** What you are asked to do **
In the records that follow, show each line where the word "SendMessagePayload" is present.
---- Data for analysis
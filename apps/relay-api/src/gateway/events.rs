//! Gateway opcodes, the chat event vocabulary, and wire-format messages.

use serde::{Deserialize, Serialize};
use serde_json::Value;

// ---------------------------------------------------------------------------
// Opcodes
// ---------------------------------------------------------------------------

pub const OP_DISPATCH: u8 = 0;
pub const OP_HEARTBEAT: u8 = 1;
pub const OP_IDENTIFY: u8 = 2;
pub const OP_HEARTBEAT_ACK: u8 = 6;

/// Sender name used for join/leave notices on the wire.
pub const SYSTEM_SENDER: &str = "System";

// ---------------------------------------------------------------------------
// Server → Client message
// ---------------------------------------------------------------------------

/// A message sent from the server to the client over WebSocket.
#[derive(Debug, Clone, Serialize)]
pub struct GatewayMessage {
    pub op: u8,
    #[serde(skip_serializing_if = "Option::is_none")]
    pub t: Option<String>,
    #[serde(skip_serializing_if = "Option::is_none")]
    pub s: Option<u64>,
    pub d: Value,
}

impl GatewayMessage {
    /// Build a DISPATCH message (op=0).
    pub fn dispatch(event_name: &str, seq: u64, data: Value) -> Self {
        Self {
            op: OP_DISPATCH,
            t: Some(event_name.to_string()),
            s: Some(seq),
            d: data,
        }
    }

    /// Build a HEARTBEAT_ACK message (op=6).
    pub fn heartbeat_ack(seq: u64) -> Self {
        Self {
            op: OP_HEARTBEAT_ACK,
            t: None,
            s: None,
            d: serde_json::json!({ "ack": seq }),
        }
    }
}

// ---------------------------------------------------------------------------
// Client → Server message
// ---------------------------------------------------------------------------

/// A message received from the client over WebSocket.
#[derive(Debug, Deserialize)]
pub struct ClientMessage {
    pub op: u8,
    #[serde(default)]
    pub t: Option<String>,
    #[serde(default)]
    pub d: Value,
}

#[derive(Debug, Default, Deserialize)]
pub struct IdentifyPayload {
    #[serde(default)]
    pub token: Option<String>,
}

#[derive(Debug, Deserialize)]
pub struct HeartbeatPayload {
    #[serde(default)]
    pub seq: u64,
}

// ---------------------------------------------------------------------------
// Event names
// ---------------------------------------------------------------------------

/// Event names exchanged in DISPATCH frames.
pub struct EventName;

impl EventName {
    // Inbound.
    pub const SEND_MESSAGE: &'static str = "send_message";
    pub const PRIVATE_MESSAGE: &'static str = "private_message";
    pub const ADD_REACTION: &'static str = "add_reaction";
    // Both directions.
    pub const TYPING: &'static str = "typing";
    // Outbound.
    pub const READY: &'static str = "READY";
    pub const RECEIVE_MESSAGE: &'static str = "receive_message";
    pub const RECEIVE_PRIVATE_MESSAGE: &'static str = "receive_private_message";
    pub const REACTION_ADDED: &'static str = "reaction_added";
    pub const ONLINE_USERS: &'static str = "online_users";
    pub const PRIVATE_MESSAGE_UNDELIVERED: &'static str = "private_message_undelivered";
}

// ---------------------------------------------------------------------------
// Inbound payloads
// ---------------------------------------------------------------------------

/// Opaque file payload carried by private messages.
#[derive(Debug, Clone, PartialEq, Serialize, Deserialize)]
pub struct Attachment {
    #[serde(default)]
    pub data: Value,
    #[serde(default)]
    pub filetype: Option<String>,
    #[serde(default)]
    pub filename: Option<String>,
}

#[derive(Debug, Deserialize)]
pub struct SendMessagePayload {
    /// Accepted for compatibility; the authenticated identity is used instead.
    #[serde(default)]
    pub sender: Option<String>,
    pub text: String,
    #[serde(default)]
    pub timestamp: Option<String>,
}

#[derive(Debug, Deserialize)]
pub struct PrivateMessagePayload {
    pub recipient: String,
    #[serde(default)]
    pub text: String,
    #[serde(default)]
    pub attachment: Option<Attachment>,
    // Flat attachment fields, as older clients send them.
    #[serde(default)]
    pub file: Option<Value>,
    #[serde(default)]
    pub filetype: Option<String>,
    #[serde(default)]
    pub filename: Option<String>,
    #[serde(default)]
    pub timestamp: Option<String>,
}

impl PrivateMessagePayload {
    /// The attachment, whether sent nested or as flat `file*` fields.
    pub fn take_attachment(&mut self) -> Option<Attachment> {
        if let Some(attachment) = self.attachment.take() {
            return Some(attachment);
        }
        let data = self.file.take().filter(|v| !v.is_null())?;
        Some(Attachment {
            data,
            filetype: self.filetype.take(),
            filename: self.filename.take(),
        })
    }
}

/// `typing` accepts either `{"isTyping": bool}` or a bare boolean.
#[derive(Debug, Deserialize)]
#[serde(untagged)]
pub enum TypingPayload {
    Flag(bool),
    Status {
        #[serde(rename = "isTyping")]
        is_typing: bool,
    },
}

impl TypingPayload {
    pub fn is_typing(&self) -> bool {
        match *self {
            TypingPayload::Flag(flag) => flag,
            TypingPayload::Status { is_typing } => is_typing,
        }
    }
}

#[derive(Debug, Deserialize)]
#[serde(rename_all = "camelCase")]
pub struct AddReactionPayload {
    pub message_index: u64,
    pub emoji: String,
}

/// Why a DISPATCH frame could not be turned into an [`InboundEvent`].
#[derive(Debug, thiserror::Error)]
pub enum DecodeError {
    #[error("dispatch frame has no event name")]
    MissingEventName,
    #[error("unknown event `{0}`")]
    UnknownEvent(String),
    #[error("invalid `{event}` payload: {source}")]
    InvalidPayload {
        event: &'static str,
        #[source]
        source: serde_json::Error,
    },
}

/// The closed set of events a client may send once active.
#[derive(Debug)]
pub enum InboundEvent {
    SendMessage(SendMessagePayload),
    PrivateMessage(PrivateMessagePayload),
    Typing(TypingPayload),
    AddReaction(AddReactionPayload),
}

impl InboundEvent {
    /// Decode a DISPATCH frame's `t` and `d` fields.
    pub fn decode(name: Option<&str>, data: Value) -> Result<Self, DecodeError> {
        fn payload<T: serde::de::DeserializeOwned>(
            event: &'static str,
            data: Value,
        ) -> Result<T, DecodeError> {
            serde_json::from_value(data).map_err(|source| DecodeError::InvalidPayload { event, source })
        }

        match name.ok_or(DecodeError::MissingEventName)? {
            EventName::SEND_MESSAGE => Ok(Self::SendMessage(payload(EventName::SEND_MESSAGE, data)?)),
            EventName::PRIVATE_MESSAGE => {
                Ok(Self::PrivateMessage(payload(EventName::PRIVATE_MESSAGE, data)?))
            }
            EventName::TYPING => Ok(Self::Typing(payload(EventName::TYPING, data)?)),
            EventName::ADD_REACTION => Ok(Self::AddReaction(payload(EventName::ADD_REACTION, data)?)),
            other => Err(DecodeError::UnknownEvent(other.to_string())),
        }
    }
}

// ---------------------------------------------------------------------------
// Outbound events
// ---------------------------------------------------------------------------

/// Everything the relay delivers to connections.
#[derive(Debug, Clone, PartialEq)]
pub enum ChatEvent {
    Broadcast {
        sender: String,
        text: String,
        timestamp: String,
    },
    PrivateMessage {
        sender: String,
        recipient: String,
        text: String,
        attachment: Option<Attachment>,
        timestamp: String,
    },
    TypingStatus {
        user: String,
        is_typing: bool,
    },
    ReactionAdded {
        message_index: u64,
        emoji: String,
        user: String,
    },
    SystemNotice {
        text: String,
        timestamp: String,
    },
    PresenceSnapshot {
        online: Vec<String>,
    },
    /// Sent back to a private message's sender when the recipient is offline.
    PrivateMessageUndelivered {
        recipient: String,
        timestamp: String,
    },
}

impl ChatEvent {
    pub fn event_name(&self) -> &'static str {
        match self {
            ChatEvent::Broadcast { .. } | ChatEvent::SystemNotice { .. } => EventName::RECEIVE_MESSAGE,
            ChatEvent::PrivateMessage { .. } => EventName::RECEIVE_PRIVATE_MESSAGE,
            ChatEvent::TypingStatus { .. } => EventName::TYPING,
            ChatEvent::ReactionAdded { .. } => EventName::REACTION_ADDED,
            ChatEvent::PresenceSnapshot { .. } => EventName::ONLINE_USERS,
            ChatEvent::PrivateMessageUndelivered { .. } => EventName::PRIVATE_MESSAGE_UNDELIVERED,
        }
    }

    /// The `d` field of the DISPATCH frame carrying this event.
    pub fn payload(&self) -> Value {
        match self {
            ChatEvent::Broadcast {
                sender,
                text,
                timestamp,
            } => serde_json::json!({
                "sender": sender,
                "text": text,
                "timestamp": timestamp,
            }),
            ChatEvent::PrivateMessage {
                sender,
                text,
                attachment,
                timestamp,
                ..
            } => {
                let mut data = serde_json::json!({
                    "sender": sender,
                    "text": text,
                    "timestamp": timestamp,
                });
                if let Some(attachment) = attachment {
                    data["attachment"] = serde_json::to_value(attachment).unwrap_or_default();
                }
                data
            }
            ChatEvent::TypingStatus { user, is_typing } => serde_json::json!({
                "user": user,
                "isTyping": is_typing,
            }),
            ChatEvent::ReactionAdded {
                message_index,
                emoji,
                user,
            } => serde_json::json!({
                "messageIndex": message_index,
                "emoji": emoji,
                "user": user,
            }),
            ChatEvent::SystemNotice { text, timestamp } => serde_json::json!({
                "sender": SYSTEM_SENDER,
                "text": text,
                "timestamp": timestamp,
            }),
            ChatEvent::PresenceSnapshot { online } => serde_json::json!(online),
            ChatEvent::PrivateMessageUndelivered {
                recipient,
                timestamp,
            } => serde_json::json!({
                "recipient": recipient,
                "timestamp": timestamp,
            }),
        }
    }
}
--------
** Task answer **
pub struct SendMessagePayload {
    SendMessage(SendMessagePayload),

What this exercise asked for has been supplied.